REPRODUCCIÓN SEXUAL

En la reproducción sexual los nuevos individuos se producen por la fusión de los gametos haploides para formar el huevo o cigoto diploide. Los espermatozoides son los gametos masculinos y los ovocitos los gametos femeninos. La meiosis produce células que son genéticamente distintas unas de otras; la fecundación es la fusión de los gametos que produce una nueva combinación de alelos, y por lo tanto incrementa la variación sobre la cual actúa la selección natural.

Los rotíferos (diminutos animales marinos y de agua dulce) se reproducirán asexualmente mientras las condiciones ambientales son favorables, en este caso las hembras producen huevos por mitosis. Cuando las condiciones se deterioran, los rotíferos se reproducen sexualmente y encapsulan a sus cigotos dentro de una cubierta resistente. Cuando las condiciones mejoran los huevos eclosionan y forman individuos diploides. Los rotíferos por lo tanto usan la reproducción sexual como una forma de sobrevivir en un ambiente desfavorable.

La reproducción sexual ofrece el beneficio de producir variaciones genéticas entre los descendientes, lo cual aumenta las oportunidades de sobrevivir de la población. El costo de este proceso incluye la necesidad, entre otras, de dos individuos para acoplarse, rituales de cortejo y otros mecanismos.

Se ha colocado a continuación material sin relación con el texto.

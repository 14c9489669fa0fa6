//! Per-date objective tracking.
//!
//! The entry set of a date is only ever replaced as a whole: a save
//! deletes every row of the date and inserts the new set inside one
//! transaction. There is no per-row update, which keeps repeated saves
//! idempotent and means readers see either the old set or the new one.

use chrono::NaiveDate;
use rusqlite::{params, Row};
use serde::{Deserialize, Serialize};

use crate::calendar::iso_week;
use crate::error::{DatabaseError, ValidationError};
use crate::storage::Database;

pub const DEFAULT_EMOJI: &str = "🎯";
pub const DEFAULT_CATEGORY: &str = "general";

/// Built-in objectives shown for a date with nothing saved yet.
pub const DEFAULT_OBJECTIVES: &[(&str, &str, &str)] = &[
    ("Quran reading", "📖", "spiritual"),
    ("Quran memorisation", "🧠", "spiritual"),
    ("Adhkar (remembrance)", "🤲", "spiritual"),
    ("Gubsarba Huwal Messeh", "💫", "spiritual"),
    ("No sugar", "🚫🍯", "health"),
    ("10,000 steps", "👟", "health"),
    ("Prayer on time", "🕌", "spiritual"),
    ("Meditation", "🧘", "wellbeing"),
    ("Morning invocation", "🌅", "spiritual"),
    ("Evening invocation", "🌙", "spiritual"),
];

/// One of the two people tracked side by side.
#[derive(Debug, Clone, Copy, PartialEq, Eq, Hash, Serialize, Deserialize)]
#[serde(rename_all = "snake_case")]
pub enum Person {
    A,
    B,
}

impl Person {
    pub const BOTH: [Person; 2] = [Person::A, Person::B];

    pub fn as_str(self) -> &'static str {
        match self {
            Person::A => "a",
            Person::B => "b",
        }
    }
}

impl std::str::FromStr for Person {
    type Err = ValidationError;

    fn from_str(s: &str) -> Result<Self, Self::Err> {
        match s.trim().to_ascii_lowercase().as_str() {
            "a" => Ok(Person::A),
            "b" => Ok(Person::B),
            other => Err(ValidationError::InvalidValue {
                field: "person".into(),
                message: format!("expected 'a' or 'b', got '{other}'"),
            }),
        }
    }
}

/// One trackable habit item for one calendar date.
#[derive(Debug, Clone, PartialEq, Eq, Serialize, Deserialize)]
pub struct ObjectiveEntry {
    /// Row id; `None` until the entry has been saved.
    #[serde(default)]
    pub id: Option<i64>,
    pub date: NaiveDate,
    pub label: String,
    #[serde(default = "default_emoji")]
    pub emoji: String,
    #[serde(default = "default_category")]
    pub category: String,
    #[serde(default)]
    pub completed_by_a: bool,
    #[serde(default)]
    pub completed_by_b: bool,
    #[serde(default)]
    pub note_a: String,
    #[serde(default)]
    pub note_b: String,
    /// ISO week of `date`, stored at save time.
    #[serde(default)]
    pub iso_week: Option<u32>,
}

fn default_emoji() -> String {
    DEFAULT_EMOJI.into()
}

fn default_category() -> String {
    DEFAULT_CATEGORY.into()
}

impl ObjectiveEntry {
    /// A fresh, unsaved entry with default emoji and category.
    pub fn new(date: NaiveDate, label: impl Into<String>) -> Self {
        Self {
            id: None,
            date,
            label: label.into(),
            emoji: default_emoji(),
            category: default_category(),
            completed_by_a: false,
            completed_by_b: false,
            note_a: String::new(),
            note_b: String::new(),
            iso_week: Some(iso_week(date)),
        }
    }

    pub fn with_emoji(mut self, emoji: impl Into<String>) -> Self {
        self.emoji = emoji.into();
        self
    }

    pub fn with_category(mut self, category: impl Into<String>) -> Self {
        self.category = category.into();
        self
    }

    pub fn completed_by(&self, person: Person) -> bool {
        match person {
            Person::A => self.completed_by_a,
            Person::B => self.completed_by_b,
        }
    }

    pub fn set_completed(&mut self, person: Person, done: bool) {
        match person {
            Person::A => self.completed_by_a = done,
            Person::B => self.completed_by_b = done,
        }
    }

    pub fn note(&self, person: Person) -> &str {
        match person {
            Person::A => &self.note_a,
            Person::B => &self.note_b,
        }
    }

    pub fn set_note(&mut self, person: Person, note: impl Into<String>) {
        match person {
            Person::A => self.note_a = note.into(),
            Person::B => self.note_b = note.into(),
        }
    }

    /// Entries with a blank label are dropped on save.
    pub fn has_label(&self) -> bool {
        !self.label.trim().is_empty()
    }

    fn from_row(row: &Row<'_>) -> rusqlite::Result<Self> {
        let date_idx = row.as_ref().column_index("date")?;
        let raw_date: String = row.get(date_idx)?;
        let date = NaiveDate::parse_from_str(&raw_date, "%Y-%m-%d").map_err(|e| {
            rusqlite::Error::FromSqlConversionFailure(
                date_idx,
                rusqlite::types::Type::Text,
                Box::new(e),
            )
        })?;
        Ok(Self {
            id: Some(row.get("id")?),
            date,
            label: row.get("label")?,
            emoji: row.get("emoji")?,
            category: row.get("category")?,
            completed_by_a: row.get("completed_by_a")?,
            completed_by_b: row.get("completed_by_b")?,
            note_a: row.get("note_a")?,
            note_b: row.get("note_b")?,
            iso_week: row.get("iso_week")?,
        })
    }
}

/// Entries for one date, and whether they came from the database.
#[derive(Debug, Clone, PartialEq, Eq, Serialize, Deserialize)]
#[serde(tag = "source", content = "entries", rename_all = "snake_case")]
pub enum DayObjectives {
    /// Rows saved for the date, in insertion order.
    Stored(Vec<ObjectiveEntry>),
    /// Nothing saved yet; the built-in list, not persisted.
    Defaults(Vec<ObjectiveEntry>),
}

impl DayObjectives {
    pub fn entries(&self) -> &[ObjectiveEntry] {
        match self {
            DayObjectives::Stored(entries) | DayObjectives::Defaults(entries) => entries,
        }
    }

    pub fn into_entries(self) -> Vec<ObjectiveEntry> {
        match self {
            DayObjectives::Stored(entries) | DayObjectives::Defaults(entries) => entries,
        }
    }

    pub fn is_stored(&self) -> bool {
        matches!(self, DayObjectives::Stored(_))
    }
}

/// The built-in objective list for `date`, all flags cleared.
pub fn default_objectives(date: NaiveDate) -> Vec<ObjectiveEntry> {
    DEFAULT_OBJECTIVES
        .iter()
        .map(|(label, emoji, category)| {
            ObjectiveEntry::new(date, *label)
                .with_emoji(*emoji)
                .with_category(*category)
        })
        .collect()
}

/// Append the default objectives whose labels are not already present.
///
/// Existing entries keep their position and state; on duplicate labels
/// the first occurrence wins.
pub fn merge_defaults(existing: Vec<ObjectiveEntry>, date: NaiveDate) -> Vec<ObjectiveEntry> {
    let mut merged: Vec<ObjectiveEntry> = Vec::with_capacity(existing.len() + DEFAULT_OBJECTIVES.len());
    for entry in existing.into_iter().chain(default_objectives(date)) {
        if !merged.iter().any(|e| e.label == entry.label) {
            merged.push(entry);
        }
    }
    merged
}

/// Find the entry whose label matches `label`, ignoring case and
/// surrounding whitespace.
pub fn find_mut<'a>(
    entries: &'a mut [ObjectiveEntry],
    label: &str,
) -> Result<&'a mut ObjectiveEntry, ValidationError> {
    let wanted = label.trim().to_lowercase();
    entries
        .iter_mut()
        .find(|e| e.label.trim().to_lowercase() == wanted)
        .ok_or_else(|| ValidationError::UnknownObjective(label.to_string()))
}

/// Mark the entry labelled `label` as done (or not) by `person`.
pub fn set_completion(
    entries: &mut [ObjectiveEntry],
    label: &str,
    person: Person,
    done: bool,
) -> Result<(), ValidationError> {
    find_mut(entries, label)?.set_completed(person, done);
    Ok(())
}

/// Replace `person`'s note on the entry labelled `label`.
pub fn set_note(
    entries: &mut [ObjectiveEntry],
    label: &str,
    person: Person,
    note: &str,
) -> Result<(), ValidationError> {
    find_mut(entries, label)?.set_note(person, note);
    Ok(())
}

/// Persists objective entries, one date at a time.
#[derive(Clone)]
pub struct ObjectiveStore {
    db: Database,
}

impl ObjectiveStore {
    pub fn new(db: Database) -> Self {
        Self { db }
    }

    /// Entries saved for `date` in insertion order, or the default list
    /// when nothing is saved.
    ///
    /// # Errors
    /// Returns an error if the query fails.
    pub fn load_for_date(&self, date: NaiveDate) -> Result<DayObjectives, DatabaseError> {
        let conn = self.db.conn()?;
        let mut stmt = conn.prepare(
            "SELECT id, date, label, emoji, category, completed_by_a, completed_by_b,
                    note_a, note_b, iso_week
             FROM daily_objectives
             WHERE date = ?1
             ORDER BY id",
        )?;
        let rows = stmt.query_map(params![date.to_string()], ObjectiveEntry::from_row)?;
        let entries = rows.collect::<rusqlite::Result<Vec<_>>>()?;

        if entries.is_empty() {
            Ok(DayObjectives::Defaults(default_objectives(date)))
        } else {
            Ok(DayObjectives::Stored(entries))
        }
    }

    /// Replace every entry of `date` with `entries`.
    ///
    /// Entries with a blank label are skipped. Each stored row gets
    /// `date` and its ISO week regardless of what the entry carried.
    /// Returns the number of rows stored.
    ///
    /// # Errors
    /// Returns an error if the replace fails; the previous set for the
    /// date is left untouched.
    pub fn save_for_date(
        &self,
        date: NaiveDate,
        entries: &[ObjectiveEntry],
    ) -> Result<usize, DatabaseError> {
        let day = date.to_string();
        let week = iso_week(date);
        let stored = self.db.with_transaction(|tx| {
            tx.execute("DELETE FROM daily_objectives WHERE date = ?1", params![day])?;
            let mut stmt = tx.prepare(
                "INSERT INTO daily_objectives
                 (date, label, emoji, category, completed_by_a, completed_by_b,
                  note_a, note_b, iso_week)
                 VALUES (?1, ?2, ?3, ?4, ?5, ?6, ?7, ?8, ?9)",
            )?;
            let mut stored = 0;
            for entry in entries.iter().filter(|e| e.has_label()) {
                stmt.execute(params![
                    day,
                    entry.label,
                    entry.emoji,
                    entry.category,
                    entry.completed_by_a,
                    entry.completed_by_b,
                    entry.note_a,
                    entry.note_b,
                    week,
                ])?;
                stored += 1;
            }
            Ok(stored)
        })?;
        tracing::debug!(%date, stored, "saved objectives");
        Ok(stored)
    }

    /// Delete every entry of `date`. Returns rows deleted.
    ///
    /// # Errors
    /// Returns an error if the delete fails.
    pub fn clear_for_date(&self, date: NaiveDate) -> Result<usize, DatabaseError> {
        let deleted = self.db.with_transaction(|tx| {
            tx.execute(
                "DELETE FROM daily_objectives WHERE date = ?1",
                params![date.to_string()],
            )
        })?;
        tracing::debug!(%date, deleted, "cleared objectives");
        Ok(deleted)
    }

    /// Every entry dated `since` or later, newest date first and in
    /// insertion order within a date.
    ///
    /// # Errors
    /// Returns an error if the query fails.
    pub fn load_window(&self, since: NaiveDate) -> Result<Vec<ObjectiveEntry>, DatabaseError> {
        let conn = self.db.conn()?;
        let mut stmt = conn.prepare(
            "SELECT id, date, label, emoji, category, completed_by_a, completed_by_b,
                    note_a, note_b, iso_week
             FROM daily_objectives
             WHERE date >= ?1
             ORDER BY date DESC, id ASC",
        )?;
        let rows = stmt.query_map(params![since.to_string()], ObjectiveEntry::from_row)?;
        Ok(rows.collect::<rusqlite::Result<Vec<_>>>()?)
    }

    /// Delete all objective history. Returns rows deleted.
    ///
    /// # Errors
    /// Returns an error if the delete fails.
    pub fn truncate_all(&self) -> Result<usize, DatabaseError> {
        let deleted = self.db.with_transaction(|tx| {
            let deleted = tx.execute("DELETE FROM daily_objectives", [])?;
            tx.execute(
                "DELETE FROM sqlite_sequence WHERE name = 'daily_objectives'",
                [],
            )?;
            Ok(deleted)
        })?;
        tracing::info!(deleted, "truncated objective history");
        Ok(deleted)
    }
}
use clap::Subcommand;
use checklist_core::UserMode;

use super::{open_dashboard, CmdResult};

#[derive(Subcommand)]
pub enum SettingsAction {
    /// Show the current settings
    Show {
        #[arg(long)]
        json: bool,
    },
    /// Change the settings
    Set {
        /// family, individual_a or individual_b
        #[arg(long)]
        mode: Option<String>,
        /// Show person A's column (family mode)
        #[arg(long)]
        show_a: Option<bool>,
        /// Show person B's column (family mode)
        #[arg(long)]
        show_b: Option<bool>,
    },
}

pub fn run(action: SettingsAction) -> CmdResult {
    let dash = open_dashboard()?;
    match action {
        SettingsAction::Show { json } => {
            let settings = dash.settings();
            if json {
                println!("{}", serde_json::to_string_pretty(&settings)?);
            } else {
                println!("mode = {}", settings.mode.as_str());
                println!("show_a = {}", settings.show_a);
                println!("show_b = {}", settings.show_b);
            }
        }
        SettingsAction::Set {
            mode,
            show_a,
            show_b,
        } => {
            let mut settings = dash.settings();
            if let Some(mode) = mode {
                settings.mode = mode.parse::<UserMode>()?;
            }
            if let Some(show) = show_a {
                settings.show_a = show;
            }
            if let Some(show) = show_b {
                settings.show_b = show;
            }
            if !dash.save_settings(settings) {
                return Err("saving settings failed".into());
            }
            println!("ok");
        }
    }
    Ok(())
}
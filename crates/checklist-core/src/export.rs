//! Export of objective history as CSV and as a Markdown summary.

use chrono::NaiveDate;
use std::fmt::Write as _;

use crate::calendar::format_long_date;
use crate::objectives::ObjectiveEntry;
use crate::stats::HistoryReport;
use crate::storage::PeopleConfig;

const CSV_HEADER: &str =
    "id,date,label,emoji,category,completed_by_a,completed_by_b,note_a,note_b,iso_week";

/// Default file name for a CSV export made on `date`.
pub fn csv_file_name(date: NaiveDate) -> String {
    format!("checklist_export_{date}.csv")
}

/// Default file name for a summary report made on `date`.
pub fn report_file_name(date: NaiveDate) -> String {
    format!("checklist_report_{date}.md")
}

/// Render entries as CSV, one row per entry in the given order.
pub fn to_csv(entries: &[ObjectiveEntry]) -> String {
    let mut out = String::with_capacity(CSV_HEADER.len() + entries.len() * 64);
    out.push_str(CSV_HEADER);
    out.push('\n');
    for e in entries {
        let fields = [
            e.id.map(|id| id.to_string()).unwrap_or_default(),
            e.date.to_string(),
            csv_field(&e.label),
            csv_field(&e.emoji),
            csv_field(&e.category),
            e.completed_by_a.to_string(),
            e.completed_by_b.to_string(),
            csv_field(&e.note_a),
            csv_field(&e.note_b),
            e.iso_week.map(|w| w.to_string()).unwrap_or_default(),
        ];
        out.push_str(&fields.join(","));
        out.push('\n');
    }
    out
}

fn csv_field(value: &str) -> String {
    if value.contains([',', '"', '\n', '\r']) {
        format!("\"{}\"", value.replace('"', "\"\""))
    } else {
        value.to_string()
    }
}

/// Inputs of the Markdown summary report.
pub struct ReportContext<'a> {
    /// Length of the window the report covers.
    pub period_days: u32,
    pub generated_on: NaiveDate,
    pub people: &'a PeopleConfig,
    pub report: &'a HistoryReport,
}

/// Render the human-readable summary document.
pub fn summary_report(ctx: &ReportContext<'_>) -> String {
    let summary = &ctx.report.summary;
    let a = &ctx.people.a_name;
    let b = &ctx.people.b_name;

    let mut out = String::new();
    let _ = writeln!(out, "# Checklist report");
    let _ = writeln!(out, "**Period:** last {} days", ctx.period_days);
    let _ = writeln!(out, "**Generated on:** {}", format_long_date(ctx.generated_on));
    let _ = writeln!(out);
    let _ = writeln!(out, "## Summary");
    let _ = writeln!(out, "- **Days analysed:** {}", summary.days);
    let _ = writeln!(out, "- **Total objectives:** {}", summary.entries);
    let _ = writeln!(out, "- **{a} success rate:** {:.1}%", summary.a_rate);
    let _ = writeln!(out, "- **{b} success rate:** {:.1}%", summary.b_rate);
    let _ = writeln!(out);
    let _ = writeln!(out, "## By category");
    for cat in &ctx.report.categories {
        let _ = writeln!(
            out,
            "- **{}:** {a} {:.1}% - {b} {:.1}%",
            title_case(&cat.category),
            cat.a_rate,
            cat.b_rate
        );
    }
    out
}

/// Capitalise the first letter of every word, lowercase the rest.
fn title_case(text: &str) -> String {
    let mut out = String::with_capacity(text.len());
    let mut start_of_word = true;
    for c in text.chars() {
        if c.is_alphabetic() {
            if start_of_word {
                out.extend(c.to_uppercase());
            } else {
                out.extend(c.to_lowercase());
            }
            start_of_word = false;
        } else {
            out.push(c);
            start_of_word = true;
        }
    }
    out
}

En la mayoría de los peces y en los anfibios, como en muchos invertebrados, la fecundación es externa. Entre los organismos que depositan huevos amniotas (reptiles, aves y mamíferos monotremas (ornitorrinco), la fecundación es interna. Luego de la fecundación, el huevo se desplaza por el tracto femenino y recibe la cáscara. También es interna la fecundación en los mamíferos marsupiales y placentarios en los cuales el embrión se desarrolla dentro de la madre y es nutrido por ella.